Start of EXERCISE MATERIALS

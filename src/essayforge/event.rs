//! Progress reporting for research runs.
//!
//! The pipeline pushes two kinds of notifications into a [`ProgressSink`]:
//!
//! - [`TaskUpdate`]: one research task changed status (`Running`, `Completed`,
//!   `Failed` or `Skipped`).
//! - [`ProgressSnapshot`]: the run as a whole moved forward (stage, percentage, counters).
//!
//! Snapshots are emitted only by the orchestrator's join loop and the pipeline driver, so
//! counters never go backwards. Both trait methods default to no-ops; implement only what
//! you need. Sinks are shared as `Arc<dyn ProgressSink>`.
//!
//! # Example
//!
//! ```rust,no_run
//! use async_trait::async_trait;
//! use essayforge::event::{ProgressSink, ProgressSnapshot, TaskStatus, TaskUpdate};
//!
//! struct Printer;
//!
//! #[async_trait]
//! impl ProgressSink for Printer {
//!     async fn on_task_update(&self, update: &TaskUpdate) {
//!         if update.status == TaskStatus::Failed {
//!             eprintln!("{} failed", update.task_id);
//!         }
//!     }
//!     async fn on_progress(&self, snapshot: &ProgressSnapshot) {
//!         println!("[{:>3.0}%] {}", snapshot.percentage, snapshot.message);
//!     }
//! }
//! ```

use async_trait::async_trait;
use serde::Serialize;
use std::collections::BTreeMap;
use std::fmt;
use std::sync::{Mutex, MutexGuard};

/// Lifecycle of a single research task.
#[derive(Debug, Clone, Copy, PartialEq, Eq, Serialize)]
#[serde(rename_all = "snake_case")]
pub enum TaskStatus {
    Running,
    Completed,
    Failed,
    /// Never called the service because the budget was already exhausted.
    Skipped,
}

impl fmt::Display for TaskStatus {
    fn fmt(&self, f: &mut fmt::Formatter<'_>) -> fmt::Result {
        let label = match self {
            TaskStatus::Running => "running",
            TaskStatus::Completed => "completed",
            TaskStatus::Failed => "failed",
            TaskStatus::Skipped => "skipped",
        };
        f.write_str(label)
    }
}

/// Status change of one task.
#[derive(Debug, Clone, PartialEq, Serialize)]
pub struct TaskUpdate {
    pub task_id: String,
    pub role_id: String,
    pub status: TaskStatus,
    /// Tokens consumed by this task so far (zero until it completes).
    pub tokens_used: usize,
}

/// Coarse phase of a run.
#[derive(Debug, Clone, Copy, PartialEq, Eq, Serialize)]
#[serde(rename_all = "snake_case")]
pub enum Stage {
    Setup,
    Research,
    Synthesis,
    Complete,
}

/// Whole-run progress at one point in time.
#[derive(Debug, Clone, PartialEq, Serialize)]
pub struct ProgressSnapshot {
    pub stage: Stage,
    /// `0.0..=100.0`.
    pub percentage: f64,
    pub active_count: usize,
    pub completed_count: usize,
    pub tokens_used: usize,
    pub estimated_cost: f64,
    pub message: String,
}

/// Receiver for run progress. Both methods default to no-ops.
#[async_trait]
pub trait ProgressSink: Send + Sync {
    /// Called whenever a research task changes status.
    async fn on_task_update(&self, _update: &TaskUpdate) {}

    /// Called when the run as a whole advances.
    async fn on_progress(&self, _snapshot: &ProgressSnapshot) {}
}

/// Discards everything.
#[derive(Debug, Default, Clone, Copy)]
pub struct NoopSink;

#[async_trait]
impl ProgressSink for NoopSink {}

/// Forwards progress into the `log` facade.
#[derive(Debug, Default, Clone, Copy)]
pub struct LoggingSink;

#[async_trait]
impl ProgressSink for LoggingSink {
    async fn on_task_update(&self, update: &TaskUpdate) {
        match update.status {
            TaskStatus::Failed => log::error!("task {} ({}) failed", update.task_id, update.role_id),
            TaskStatus::Skipped => {
                log::warn!("task {} ({}) skipped", update.task_id, update.role_id)
            }
            status => log::debug!(
                "task {} ({}) {} [{} tokens]",
                update.task_id,
                update.role_id,
                status,
                update.tokens_used
            ),
        }
    }

    async fn on_progress(&self, snapshot: &ProgressSnapshot) {
        log::info!(
            "[{:?} {:.0}%] {} (active {}, done {}, {} tokens, ${:.4})",
            snapshot.stage,
            snapshot.percentage,
            snapshot.message,
            snapshot.active_count,
            snapshot.completed_count,
            snapshot.tokens_used,
            snapshot.estimated_cost
        );
    }
}

#[derive(Debug, Default)]
struct BoardState {
    tasks: BTreeMap<String, TaskUpdate>,
    latest: Option<ProgressSnapshot>,
}

/// Point-in-time copy of a [`ProgressBoard`].
#[derive(Debug, Clone, Default, PartialEq, Serialize)]
pub struct BoardSnapshot {
    /// Latest update per task, ordered by task id.
    pub tasks: Vec<TaskUpdate>,
    pub progress: Option<ProgressSnapshot>,
}

impl BoardSnapshot {
    /// Number of tasks currently in `status`.
    pub fn count(&self, status: TaskStatus) -> usize {
        self.tasks.iter().filter(|t| t.status == status).count()
    }
}

/// Sink that keeps the latest status of every task for a dashboard to poll.
#[derive(Debug, Default)]
pub struct ProgressBoard {
    state: Mutex<BoardState>,
}

impl ProgressBoard {
    pub fn new() -> Self {
        Self::default()
    }

    fn lock(&self) -> MutexGuard<'_, BoardState> {
        self.state.lock().unwrap_or_else(|poisoned| poisoned.into_inner())
    }

    /// Latest status recorded for `task_id`.
    pub fn status(&self, task_id: &str) -> Option<TaskStatus> {
        self.lock().tasks.get(task_id).map(|t| t.status)
    }

    /// Copy the board under its lock.
    pub fn snapshot(&self) -> BoardSnapshot {
        let state = self.lock();
        BoardSnapshot {
            tasks: state.tasks.values().cloned().collect(),
            progress: state.latest.clone(),
        }
    }
}

#[async_trait]
impl ProgressSink for ProgressBoard {
    async fn on_task_update(&self, update: &TaskUpdate) {
        self.lock()
            .tasks
            .insert(update.task_id.clone(), update.clone());
    }

    async fn on_progress(&self, snapshot: &ProgressSnapshot) {
        self.lock().latest = Some(snapshot.clone());
    }
}

#[cfg(test)]
mod tests {
    use super::*;

    fn update(id: &str, status: TaskStatus) -> TaskUpdate {
        TaskUpdate {
            task_id: id.into(),
            role_id: "fact-gatherer".into(),
            status,
            tokens_used: 0,
        }
    }

    #[tokio::test]
    async fn test_board_keeps_latest_status_per_task() {
        let board = ProgressBoard::new();
        board.on_task_update(&update("a", TaskStatus::Running)).await;
        board.on_task_update(&update("b", TaskStatus::Running)).await;
        board.on_task_update(&update("a", TaskStatus::Completed)).await;

        let snap = board.snapshot();
        assert_eq!(snap.tasks.len(), 2);
        assert_eq!(snap.count(TaskStatus::Completed), 1);
        assert_eq!(board.status("b"), Some(TaskStatus::Running));
        assert!(snap.progress.is_none());
    }

    #[test]
    fn test_status_display() {
        assert_eq!(TaskStatus::Skipped.to_string(), "skipped");
    }
}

End of EXERCISE MATERIALS

WHAT THIS TASK INVOLVES –
Every entry should be transcribed exactly, with nothing omitted.

EXPECTED ANSWER –
filename src/essayforge/event.rs
//! Progress reporting for research runs.
//!
//! The pipeline pushes two kinds of notifications into a [`ProgressSink`]:
//!
//! - [`TaskUpdate`]: one research task changed status (`Running`, `Completed`,
//!   `Failed` or `Skipped`).
//! - [`ProgressSnapshot`]: the run as a whole moved forward (stage, percentage, counters).
//!
//! Snapshots are emitted only by the orchestrator's join loop and the pipeline driver, so
//! counters never go backwards. Both trait methods default to no-ops; implement only what
//! you need. Sinks are shared as `Arc<dyn ProgressSink>`.
//!
//! # Example
//!
//! ```rust,no_run
//! use async_trait::async_trait;
//! use essayforge::event::{ProgressSink, ProgressSnapshot, TaskStatus, TaskUpdate};
//!
//! struct Printer;
//!
//! #[async_trait]
//! impl ProgressSink for Printer {
//!     async fn on_task_update(&self, update: &TaskUpdate) {
//!         if update.status == TaskStatus::Failed {
//!             eprintln!("{} failed", update.task_id);
//!         }
//!     }
//!     async fn on_progress(&self, snapshot: &ProgressSnapshot) {
//!         println!("[{:>3.0}%] {}", snapshot.percentage, snapshot.message);
//!     }
//! }
//! ```

use async_trait::async_trait;
use serde::Serialize;
use std::collections::BTreeMap;
use std::fmt;
use std::sync::{Mutex, MutexGuard};

/// Lifecycle of a single research task.
#[derive(Debug, Clone, Copy, PartialEq, Eq, Serialize)]
#[serde(rename_all = "snake_case")]
pub enum TaskStatus {
    Running,
    Completed,
    Failed,
    /// Never called the service because the budget was already exhausted.
    Skipped,
}

impl fmt::Display for TaskStatus {
    fn fmt(&self, f: &mut fmt::Formatter<'_>) -> fmt::Result {
        let label = match self {
            TaskStatus::Running => "running",
            TaskStatus::Completed => "completed",
            TaskStatus::Failed => "failed",
            TaskStatus::Skipped => "skipped",
        };
        f.write_str(label)
    }
}

/// Status change of one task.
#[derive(Debug, Clone, PartialEq, Serialize)]
pub struct TaskUpdate {
    pub task_id: String,
    pub role_id: String,
    pub status: TaskStatus,
    /// Tokens consumed by this task so far (zero until it completes).
    pub tokens_used: usize,
}

/// Coarse phase of a run.
#[derive(Debug, Clone, Copy, PartialEq, Eq, Serialize)]
#[serde(rename_all = "snake_case")]
pub enum Stage {
    Setup,
    Research,
    Synthesis,
    Complete,
}

/// Whole-run progress at one point in time.
#[derive(Debug, Clone, PartialEq, Serialize)]
pub struct ProgressSnapshot {
    pub stage: Stage,
    /// `0.0..=100.0`.
    pub percentage: f64,
    pub active_count: usize,
    pub completed_count: usize,
    pub tokens_used: usize,
    pub estimated_cost: f64,
    pub message: String,
}

/// Receiver for run progress. Both methods default to no-ops.
#[async_trait]
pub trait ProgressSink: Send + Sync {
    /// Called whenever a research task changes status.
    async fn on_task_update(&self, _update: &TaskUpdate) {}

    /// Called when the run as a whole advances.
    async fn on_progress(&self, _snapshot: &ProgressSnapshot) {}
}

/// Discards everything.
#[derive(Debug, Default, Clone, Copy)]
pub struct NoopSink;

#[async_trait]
impl ProgressSink for NoopSink {}

/// Forwards progress into the `log` facade.
#[derive(Debug, Default, Clone, Copy)]
pub struct LoggingSink;

#[async_trait]
impl ProgressSink for LoggingSink {
    async fn on_task_update(&self, update: &TaskUpdate) {
        match update.status {
            TaskStatus::Failed => log::error!("task {} ({}) failed", update.task_id, update.role_id),
            TaskStatus::Skipped => {
                log::warn!("task {} ({}) skipped", update.task_id, update.role_id)
            }
            status => log::debug!(
                "task {} ({}) {} [{} tokens]",
                update.task_id,
                update.role_id,
                status,
                update.tokens_used
            ),
        }
    }

    async fn on_progress(&self, snapshot: &ProgressSnapshot) {
        log::info!(
            "[{:?} {:.0}%] {} (active {}, done {}, {} tokens, ${:.4})",
            snapshot.stage,
            snapshot.percentage,
            snapshot.message,
            snapshot.active_count,
            snapshot.completed_count,
            snapshot.tokens_used,
            snapshot.estimated_cost
        );
    }
}

#[derive(Debug, Default)]
struct BoardState {
    tasks: BTreeMap<String, TaskUpdate>,
    latest: Option<ProgressSnapshot>,
}

/// Point-in-time copy of a [`ProgressBoard`].
#[derive(Debug, Clone, Default, PartialEq, Serialize)]
pub struct BoardSnapshot {
    /// Latest update per task, ordered by task id.
    pub tasks: Vec<TaskUpdate>,
    pub progress: Option<ProgressSnapshot>,
}

impl BoardSnapshot {
    /// Number of tasks currently in `status`.
    pub fn count(&self, status: TaskStatus) -> usize {
        self.tasks.iter().filter(|t| t.status == status).count()
    }
}

/// Sink that keeps the latest status of every task for a dashboard to poll.
#[derive(Debug, Default)]
pub struct ProgressBoard {
    state: Mutex<BoardState>,
}

impl ProgressBoard {
    pub fn new() -> Self {
        Self::default()
    }

    fn lock(&self) -> MutexGuard<'_, BoardState> {
        self.state.lock().unwrap_or_else(|poisoned| poisoned.into_inner())
    }

    /// Latest status recorded for `task_id`.
    pub fn status(&self, task_id: &str) -> Option<TaskStatus> {
        self.lock().tasks.get(task_id).map(|t| t.status)
    }

    /// Copy the board under its lock.
    pub fn snapshot(&self) -> BoardSnapshot {
        let state = self.lock();
        BoardSnapshot {
            tasks: state.tasks.values().cloned().collect(),
            progress: state.latest.clone(),
        }
    }
}

#[async_trait]
impl ProgressSink for ProgressBoard {
    async fn on_task_update(&self, update: &TaskUpdate) {
        self.lock()
            .tasks
            .insert(update.task_id.clone(), update.clone());
    }

    async fn on_progress(&self, snapshot: &ProgressSnapshot) {
        self.lock().latest = Some(snapshot.clone());
    }
}

#[cfg(test)]
mod tests {
    use super::*;

    fn update(id: &str, status: TaskStatus) -> TaskUpdate {
        TaskUpdate {
            task_id: id.into(),
            role_id: "fact-gatherer".into(),
            status,
            tokens_used: 0,
        }
    }

    #[tokio::test]
    async fn test_board_keeps_latest_status_per_task() {
        let board = ProgressBoard::new();
        board.on_task_update(&update("a", TaskStatus::Running)).await;
        board.on_task_update(&update("b", TaskStatus::Running)).await;
        board.on_task_update(&update("a", TaskStatus::Completed)).await;

        let snap = board.snapshot();
        assert_eq!(snap.tasks.len(), 2);
        assert_eq!(snap.count(TaskStatus::Completed), 1);
        assert_eq!(board.status("b"), Some(TaskStatus::Running));
        assert!(snap.progress.is_none());
    }

    #[test]
    fn test_status_display() {
        assert_eq!(TaskStatus::Skipped.to_string(), "skipped");
    }
}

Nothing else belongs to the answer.